Minggu, 11 Mei 2014

BAB 3 HAK CIPTA

GUNADARMA University www.gunadarma.ac.id


Undang-undang Hak Cipta No. 6 Tahun 1982 diundangkan pada tanggal 12 April 1982, dalam Lembaran Negara Republik Indonesi No. 15 Tahun 1982. Undang-undang ini dikeluarkan sebagai upaya pemerintah untuk merombak system hokum yang ditinggalkan oleh Pemerintah Hindia Belanda kepada suatu system hokum yang berlandaskan pada falsafah Negara Indonesia yaitu Pancasila.
Pekerjaan membuat suatu undang-undang yang sesuai dengan apa yang dicita-citakan bukanlah suatu pekerjaan yang mudah. Undang-undang Hak Cipta 1982 yang dipebaharui dengan undang-undang No. 7 Tahun 1987, yang akan kita bicarakan sekarang adalah produk yang telah lama menjalani masa penggodokannya. Hal ini dapat kita ketahui dengan adanya keinginan dari bangsa Indonesia yang berusahan untuk membuat suatu undang-undang hak cipta sendiri untuk menggantikan Auteurswet 1912 Stb. No. 600, yang merupakan peninggalan Pemerintah Hindia Belanda.
Usaha-usaha itu dapat kita lihat dari pihak pemerintah maupun swasta. Pada tahun 1958 Menteri Pendidikan, Pengajaran, dan Kebudayaan (Prijono) bersama Menteri Kehakiman (G.A. Maengkom), telah menyiapkan Rancangan Undang-undang Hak Cipta. Kemudian diteruskan dengan usaha berikutnya oleh Departemen kehakiman yang kemudian dilanjutkan oleh LPHN (sekarang BPHN) pada tahun 1965, yang juga telah menyiapkan Rancangan Undang-undang Hak Cipta.
Kemudian tidak ketinggalan pula Rancangan Undang-undang berikutnya dari pihak IKAPI pada 1972. Atas usaha diataslah Undang-undang Hak Cipta No, 6 Tahun 1982 itu disusun.
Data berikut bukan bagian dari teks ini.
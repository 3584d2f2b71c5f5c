//! 脚本对象能力接口
//!
//! 每个脚本可见的原生对象都实现 `ScriptObject`；宿主对象适配器同样实现它，
//! 因此原生调用脚本与脚本调用原生使用同一套契约。

use std::collections::BTreeMap;
use std::sync::{Arc, Weak};

use crate::bindings::protocol::HostHandle;
use crate::core::error::{BridgeError, BridgeResult};
use crate::scripting::proxy::ScriptProxy;
use crate::scripting::zone::SecurityZone;
use crate::value::Value;

pub type ScriptObjectRef = Arc<dyn ScriptObject>;
pub type WeakScriptObjectRef = Weak<dyn ScriptObject>;

/// 脚本对象能力集
///
/// 只有成员查找、属性读写与调用是必须实现的；事件、安全区和代理簿记都带有
/// 默认实现，适用于没有这些能力的对象（例如宿主对象适配器）。
pub trait ScriptObject: Send + Sync {
    /// 当前安全区下可见的成员名
    fn member_names(&self) -> Vec<String>;

    fn member_count(&self) -> usize {
        self.member_names().len()
    }

    fn has_method(&self, name: &str) -> bool;

    fn has_property(&self, name: &str) -> bool;

    fn has_property_index(&self, _index: u32) -> bool {
        false
    }

    fn has_event(&self, _name: &str) -> bool {
        false
    }

    fn get_property(&self, name: &str) -> BridgeResult<Value>;

    fn set_property(&self, name: &str, value: Value) -> BridgeResult<()>;

    fn remove_property(&self, name: &str) -> BridgeResult<()> {
        Err(BridgeError::NoSuchProperty(name.to_string()))
    }

    fn get_property_index(&self, index: u32) -> BridgeResult<Value> {
        Err(BridgeError::NoSuchProperty(index.to_string()))
    }

    fn set_property_index(&self, index: u32, _value: Value) -> BridgeResult<()> {
        Err(BridgeError::NoSuchProperty(index.to_string()))
    }

    fn invoke(&self, name: &str, args: &[Value]) -> BridgeResult<Value>;

    /// 把对象当作函数调用
    fn invoke_default(&self, _args: &[Value]) -> BridgeResult<Value> {
        Err(BridgeError::NoSuchMethod("<default>".to_string()))
    }

    fn register_event(&self, _name: &str) -> BridgeResult<()> {
        Err(BridgeError::NotAvailable("events"))
    }

    fn register_event_method(&self, _name: &str, _listener: ScriptObjectRef) -> BridgeResult<()> {
        Err(BridgeError::NotAvailable("events"))
    }

    fn unregister_event_method(&self, _name: &str, _listener: &ScriptObjectRef) -> BridgeResult<()> {
        Err(BridgeError::NotAvailable("events"))
    }

    fn register_event_interface(&self, _listener: ScriptObjectRef) -> BridgeResult<()> {
        Err(BridgeError::NotAvailable("events"))
    }

    fn unregister_event_interface(&self, _listener: &ScriptObjectRef) -> BridgeResult<()> {
        Err(BridgeError::NotAvailable("events"))
    }

    fn default_event_method(&self, _name: &str) -> Option<ScriptObjectRef> {
        None
    }

    fn set_default_event_method(
        &self,
        _name: &str,
        _listener: Option<ScriptObjectRef>,
    ) -> BridgeResult<()> {
        Err(BridgeError::NotAvailable("events"))
    }

    fn push_zone(&self, _zone: SecurityZone) {}

    fn pop_zone(&self) {}

    fn zone(&self) -> SecurityZone {
        self.default_zone()
    }

    fn default_zone(&self) -> SecurityZone {
        SecurityZone::PUBLIC
    }

    fn set_default_zone(&self, _zone: SecurityZone) {}

    /// 宿主包装器创建时登记自身
    fn register_proxy(&self, _proxy: Weak<dyn ScriptProxy>) {}

    /// 宿主包装器被宿主回收时注销自身
    fn unregister_proxy(&self, _proxy: &dyn ScriptProxy) {}

    fn invalidate(&self) {}

    fn is_valid(&self) -> bool {
        true
    }

    /// 仅宿主对象适配器返回 `Some`
    fn host_handle(&self) -> Option<HostHandle> {
        None
    }
}

/// 两个对象引用是否指向同一个对象（忽略虚表指针）
pub fn same_object(a: &ScriptObjectRef, b: &ScriptObjectRef) -> bool {
    std::ptr::eq(Arc::as_ptr(a) as *const (), Arc::as_ptr(b) as *const ())
}

/// 对象的身份地址
pub fn object_address(obj: &ScriptObjectRef) -> usize {
    Arc::as_ptr(obj) as *const () as usize
}

/// 在作用域内压入安全区的守卫
///
/// 无论作用域正常退出还是展开，离开时恰好弹出一次。
///
/// # 示例
///
/// ```rust,ignore
/// {
///     let _lock = ScopedZoneLock::new(api.as_ref(), SecurityZone::PRIVATE);
///     api.get_property("secret")?;
/// }
/// ```
#[must_use = "the zone is popped as soon as the lock is dropped"]
pub struct ScopedZoneLock<'a, T: ScriptObject + ?Sized> {
    target: &'a T,
}

impl<'a, T: ScriptObject + ?Sized> ScopedZoneLock<'a, T> {
    pub fn new(target: &'a T, zone: SecurityZone) -> Self {
        target.push_zone(zone);
        Self { target }
    }
}

impl<T: ScriptObject + ?Sized> Drop for ScopedZoneLock<'_, T> {
    fn drop(&mut self) {
        self.target.pop_zone();
    }
}

/// 宿主数组/对象的回读
pub trait ScriptObjectExt {
    /// 通过 `length` 与索引属性读出数组元素
    fn array_values(&self) -> BridgeResult<Vec<Value>>;

    /// 通过成员枚举读出对象的可读属性
    fn object_values(&self) -> BridgeResult<BTreeMap<String, Value>>;
}

impl<T: ScriptObject + ?Sized> ScriptObjectExt for T {
    fn array_values(&self) -> BridgeResult<Vec<Value>> {
        let length: u32 = self.get_property("length")?.convert()?;
        (0..length).map(|i| self.get_property_index(i)).collect()
    }

    fn object_values(&self) -> BridgeResult<BTreeMap<String, Value>> {
        // COM 不区分方法与属性，只按属性是否可读筛选
        self.member_names()
            .into_iter()
            .filter(|name| self.has_property(name))
            .map(|name| {
                let value = self.get_property(&name)?;
                Ok((name, value))
            })
            .collect()
    }
}
pub struct NpapiBrowserHost {
    npp: Npp,
    funcs: NpnFuncs,
    affinity: ThreadAffinity,
    strict_types: bool,
    shut_down: AtomicBool,
    self_ref: Weak<NpapiBrowserHost>,
    adapters: Mutex<HashMap<NpObject, Weak<NpObjectApi>>>,
    wrappers: Mutex<HashMap<NpObject, Weak<NpJavascriptObject>>>,
    wrapper_cache: Mutex<HashMap<WrapperKey, NpObject>>,
    window: Mutex<Option<Arc<NpObjectApi>>>,
    element: Mutex<Option<Arc<NpObjectApi>>>,
    streams: Mutex<HashMap<usize, Arc<BrowserStream>>>,
    next_stream: AtomicUsize,
}

impl NpapiBrowserHost {
    /// Creates the host on the browser main thread and fetches the window
    /// and plugin element objects.
    pub fn new(npp: Npp, funcs: NpnFuncs, config: &MarshalConfig) -> Arc<Self> {
        let missing = funcs.missing_entries();
        if !missing.is_empty() {
            tracing::debug!(target: "bridge::npapi", ?missing, "browser left function table entries empty");
        }
        let host = Arc::new_cyclic(|self_ref| NpapiBrowserHost {
            npp,
            funcs,
            affinity: ThreadAffinity::current(),
            strict_types: config.strict_types,
            shut_down: AtomicBool::new(false),
            self_ref: self_ref.clone(),
            adapters: Mutex::new(HashMap::new()),
            wrappers: Mutex::new(HashMap::new()),
            wrapper_cache: Mutex::new(HashMap::new()),
            window: Mutex::new(None),
            element: Mutex::new(None),
            streams: Mutex::new(HashMap::new()),
            next_stream: AtomicUsize::new(1),
        });
        *host.window.lock() = host.fetch_object(NpnVariable::WindowNpObject);
        *host.element.lock() = host.fetch_object(NpnVariable::PluginElementNpObject);
        host
    }

    fn fetch_object(&self, variable: NpnVariable) -> Option<Arc<NpObjectApi>> {
        let get_value = self.funcs.get_value.as_ref()?;
        match get_value(self.npp, variable) {
            Ok(handle) => {
                let adapter = self.object_api(handle);
                // NPN_GetValue hands out a reference the adapter does not own
                self.release(handle);
                Some(adapter)
            }
            Err(err) => {
                tracing::debug!(target: "bridge::npapi", ?variable, error = %err, "NPN_GetValue failed");
                None
            }
        }
    }

    pub fn npp(&self) -> Npp {
        self.npp
    }

    pub(crate) fn funcs(&self) -> &NpnFuncs {
        &self.funcs
    }

    pub fn strict_types(&self) -> bool {
        self.strict_types
    }

    pub fn retain(&self, object: NpObject) {
        if self.is_shut_down() {
            return;
        }
        self.affinity.assert_main_thread("NPN_RetainObject");
        if let Some(retain) = &self.funcs.retain_object {
            retain(object);
        }
    }

    pub fn release(&self, object: NpObject) {
        if self.is_shut_down() {
            return;
        }
        self.affinity.assert_main_thread("NPN_ReleaseObject");
        if let Some(release) = &self.funcs.release_object {
            release(object);
        }
    }

    pub fn release_variant(&self, variant: &NpVariant) {
        if self.is_shut_down() {
            return;
        }
        self.affinity.assert_main_thread("NPN_ReleaseVariantValue");
        if let Some(release) = &self.funcs.release_variant_value {
            release(variant);
        }
    }

    pub fn identifier(&self, name: &str) -> BridgeResult<NpIdentifier> {
        self.affinity.assert_main_thread("NPN_GetStringIdentifier");
        let intern = self
            .funcs
            .get_string_identifier
            .as_ref()
            .ok_or(BridgeError::HostUnavailable("NPN_GetStringIdentifier"))?;
        Ok(intern(name))
    }

    pub fn int_identifier(&self, index: i32) -> BridgeResult<NpIdentifier> {
        self.affinity.assert_main_thread("NPN_GetIntIdentifier");
        let intern = self
            .funcs
            .get_int_identifier
            .as_ref()
            .ok_or(BridgeError::HostUnavailable("NPN_GetIntIdentifier"))?;
        Ok(intern(index))
    }

    /// Decodes an identifier into a member name or an index
    pub fn identifier_value(&self, id: NpIdentifier) -> BridgeResult<IdentifierValue> {
        self.affinity.assert_main_thread("NPN_IdentifierIsString");
        let is_string = self
            .funcs
            .identifier_is_string
            .as_ref()
            .ok_or(BridgeError::HostUnavailable("NPN_IdentifierIsString"))?;
        if is_string(id) {
            let utf8 = self
                .funcs
                .utf8_from_identifier
                .as_ref()
                .ok_or(BridgeError::HostUnavailable("NPN_UTF8FromIdentifier"))?;
            utf8(id)
                .map(IdentifierValue::Name)
                .ok_or(BridgeError::HostUnavailable("NPN_UTF8FromIdentifier"))
        } else {
            let int = self
                .funcs
                .int_from_identifier
                .as_ref()
                .ok_or(BridgeError::HostUnavailable("NPN_IntFromIdentifier"))?;
            Ok(IdentifierValue::Index(int(id)))
        }
    }

    pub fn set_exception(&self, object: NpObject, message: &str) {
        self.affinity.assert_main_thread("NPN_SetException");
        if let Some(set_exception) = &self.funcs.set_exception {
            set_exception(object, message);
        }
    }

    pub fn set_status(&self, message: &str) {
        self.affinity.assert_main_thread("NPN_Status");
        if let Some(status) = &self.funcs.status {
            status(self.npp, message);
        }
    }

    pub fn user_agent(&self) -> BridgeResult<String> {
        let user_agent = self
            .funcs
            .user_agent
            .as_ref()
            .ok_or(BridgeError::HostUnavailable("NPN_UserAgent"))?;
        user_agent(self.npp).ok_or(BridgeError::NotAvailable("user agent"))
    }

    pub fn is_safari(&self) -> bool {
        self.user_agent()
            .map(|agent| agent.contains("Safari"))
            .unwrap_or(false)
    }

    /// Adapter for a browser object; the same handle always yields the same
    /// adapter while it is alive. A new adapter retains the handle.
    pub fn object_api(&self, object: NpObject) -> Arc<NpObjectApi> {
        self.affinity.assert_main_thread("object_api");
        let mut adapters = self.adapters.lock();
        if let Some(existing) = adapters.get(&object).and_then(Weak::upgrade) {
            return existing;
        }
        self.retain(object);
        let adapter = Arc::new(NpObjectApi::new(self.self_ref.clone(), object));
        adapters.insert(object, Arc::downgrade(&adapter));
        adapter
    }

    pub(crate) fn forget_adapter(&self, object: NpObject) {
        let mut adapters = self.adapters.lock();
        if adapters
            .get(&object)
            .map(|weak| weak.strong_count() == 0)
            .unwrap_or(false)
        {
            adapters.remove(&object);
        }
    }

    /// Number of live browser object adapters
    pub fn adapter_count(&self) -> usize {
        self.adapters
            .lock()
            .values()
            .filter(|weak| weak.strong_count() > 0)
            .count()
    }

    /// The plugin wrapper behind `object`, if the handle is one of ours
    pub fn wrapper_for(&self, object: NpObject) -> Option<Arc<NpJavascriptObject>> {
        self.wrappers.lock().get(&object).and_then(Weak::upgrade)
    }

    pub fn wrapper_count(&self) -> usize {
        self.wrappers
            .lock()
            .values()
            .filter(|weak| weak.strong_count() > 0)
            .count()
    }

    /// Browser object wrapping a native object
    ///
    /// The returned handle carries one reference owned by the caller.
    pub fn wrap_native(&self, target: &ScriptObjectRef, weak: bool) -> BridgeResult<NpObject> {
        self.affinity.assert_main_thread("NPN_CreateObject");
        let key = (object_address(target), weak);
        let cached = self.wrapper_cache.lock().get(&key).copied();
        if let Some(handle) = cached {
            if let Some(wrapper) = self.wrapper_for(handle) {
                if wrapper.is_attached() {
                    self.retain(handle);
                    return Ok(handle);
                }
            }
        }

        let create = self
            .funcs
            .create_object
            .as_ref()
            .ok_or(BridgeError::HostUnavailable("NPN_CreateObject"))?;
        let wrapper = NpJavascriptObject::new(self.self_ref.clone(), target, weak);
        let handle = create(self.npp, wrapper.clone() as Arc<dyn NpClass>)
            .ok_or_else(|| BridgeError::Exception("NPN_CreateObject failed".to_string()))?;
        wrapper.attach(handle);

        self.wrappers.lock().insert(handle, Arc::downgrade(&wrapper));
        self.wrapper_cache.lock().insert(key, handle);
        tracing::trace!(target: "bridge::npapi", ?handle, weak, "created plugin object wrapper");
        Ok(handle)
    }

    /// The object handed to the browser as the plugin element's scriptable
    /// object (`NPPVpluginScriptableNPObject`)
    pub fn scriptable_object(&self, root: &ScriptObjectRef) -> BridgeResult<NpObject> {
        self.wrap_native(root, false)
    }

    pub(crate) fn forget_wrapper(&self, handle: NpObject, key: WrapperKey) {
        self.wrappers.lock().remove(&handle);
        let mut cache = self.wrapper_cache.lock();
        if cache.get(&key) == Some(&handle) {
            cache.remove(&key);
        }
    }

    /// Marshals call arguments; on failure the ones already built are released
    pub(crate) fn to_host_args(&self, args: &[Value]) -> BridgeResult<Vec<NpVariant>> {
        let mut built = Vec::with_capacity(args.len());
        for arg in args {
            match self.to_host_value(arg) {
                Ok(variant) => built.push(variant),
                Err(err) => {
                    self.release_args(&built);
                    return Err(err);
                }
            }
        }
        Ok(built)
    }

    pub(crate) fn release_args(&self, args: &[NpVariant]) {
        for arg in args {
            self.release_variant(arg);
        }
    }

    /// Converts a call result and releases the browser's reference to it
    pub(crate) fn take_result(&self, result: NpVariant) -> BridgeResult<Value> {
        let value = self.to_native_value(&result);
        self.release_variant(&result);
        value
    }

    /// Requests `url` from the browser and announces the stream to `listener`
    /// once the browser accepted the request.
    ///
    /// The listener is attached before `NPN_GetURLNotify`, so it cannot miss
    /// the `onstreamcreated` notification.
    pub fn create_stream(
        &self,
        url: &str,
        listener: ScriptObjectRef,
        options: StreamOptions,
    ) -> BridgeResult<Arc<BrowserStream>> {
        self.affinity.assert_main_thread("create_stream");
        if self.is_shut_down() {
            return Err(BridgeError::HostUnavailable("browser host"));
        }
        let get_url_notify = self
            .funcs
            .get_url_notify
            .as_ref()
            .ok_or(BridgeError::HostUnavailable("NPN_GetURLNotify"))?;
        let me: Arc<dyn BrowserHost> = self
            .self_ref
            .upgrade()
            .ok_or(BridgeError::HostUnavailable("browser host"))?;

        let stream = BrowserStream::new(url, options, Arc::new(HostScheduler::new(&me)));
        stream.attach_listener(listener)?;
        let notify_data = self.next_stream.fetch_add(1, Ordering::Relaxed);
        self.streams.lock().insert(notify_data, Arc::clone(&stream));

        match get_url_notify(self.npp, url, None, notify_data) {
            Ok(()) => {
                stream.mark_created()?;
                Ok(stream)
            }
            Err(err) => {
                self.streams.lock().remove(&notify_data);
                tracing::warn!(target: "bridge::npapi", url, error = %err, "NPN_GetURLNotify failed");
                Err(err.into())
            }
        }
    }

    /// Stream registered under a `NPN_GetURLNotify` notify value
    pub fn stream_for_notify(&self, notify_data: usize) -> Option<Arc<BrowserStream>> {
        self.streams.lock().get(&notify_data).cloned()
    }

    /// Forgets a stream once the browser delivered `NPP_URLNotify`
    pub fn finish_stream(&self, notify_data: usize) -> Option<Arc<BrowserStream>> {
        self.streams.lock().remove(&notify_data)
    }

    fn window_object(&self) -> BridgeResult<Arc<NpObjectApi>> {
        self.window
            .lock()
            .clone()
            .ok_or(BridgeError::NotAvailable("window"))
    }
}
Harus dimengerti bahwa UHC 1982 itu, bukanlah merupakan yang terbaik, tapi harus kita hargai bahwa ini merupakan  prestasi tertinggi dari bangsa Indonesia dalam upaya untuk mewujudkan hokum nasional yang dicita-citakan.
Dengan demikian pula berakhirlah zaman “Auteurswet 1912” yang sempat mencapai usia sampai 70 tahun lamanya dalam sejarah perundang-undangnan di Indonesia. Babak baru dalam sejarah perundang-undangan hak cipta dimulai. Sejarah kemudian akan menentukan sampai berapa lama UU No.6 Tahun 1982 itu dapat bertahan, demikian Simorangkir mengajukan pertanyaan.
Ternyata apa yang diingikan sebelumnya tidaklah demikian kenyataannya. Undang-undang No. 6 Tahun 1982 tidak dapat bertahan lama seperti Auteurswet 1912. Undang-undang No. 6 Tahun 1982 setelah bertahan selama lebih kurang 5 tahun, ternyata tas beberapa pertimbangan perlu segera diubah.
Pertimbangan itu didasarkan kepada pengalaman, selama pelaksanaan UU tersebut, dimana banyak ditemukan kelemahan. Hal itu dapat dilihat dari ungkapan yang diajukan oleh pemerintah saat menyampaikan keterangannya didepan Sidang Paripurna mengenai RUU tentang Perubahaan UHC No.6 Tahun 1982 tentang hak cipta yang disampaikan oleh Menteri Kehakiman Ismael Saleh, SH. Atas nama pemerintah. Dikatakannya:
“Telah lima tahun lebih, sejak UU No. 6 Tahun 1982 tentang hak cipta disyahkan pada tanggal 12 April 1982, bangsa Indonesia memiliki perangkat undang-undang yang mengatur perlindungan hokum bagi karya cipta mereka di bidang ilmu pengetahuan, seni, dan sastra. Sealam waktu itu pu;a, cukup banyak pengalaman yang telah memperkaya khasanah pandangan dan kehidupan kita dibidang tersebut. Berbagai hal timbul dan menyadarkan kita mengenai kekuatan dan kelemahan yang harus segera kita perbaiki demi kepentingan dan masa depan kita sendiri. Sejauh ini, pemerintah memandang pengalaman tersebut sebagai pelajaran yang benar-benar bermanfaat. Betapapun memang harus diakui, bahwa konsepsi tentang hak cipta sebagai hal perorangan bersifat eksklusif dan tidak berwujud, dan dari system hokum asing.”
Segi pertimbangan itu, telah mengarak jalannya persidangan pada perubahan UHC No. 6 Tahun 1982 tersebut dalam UU No. 7 Tahun 1987. Diakui bahwa konsep yang menyangkut perlindungan hak cipta bukanlah ide yang dimiliki oleh bangsa Indonesia. Ia tidak dapat dilepaskan dari pengalaman sejarah perlindungan hal cipta dinegeri ini. Oleh karena itu prinsip-pronsip umum tentang hak cipta diilhami oleh pengalaman sejarah itu. Meskipun kita telah memiliki UU Hak Cipta sendiri, tetapi batasan-batasan tntang pengertian, jeni-jenis hak cipta dan lain sebagainya tetap dipengaruhi oleh perundang-undangan lama.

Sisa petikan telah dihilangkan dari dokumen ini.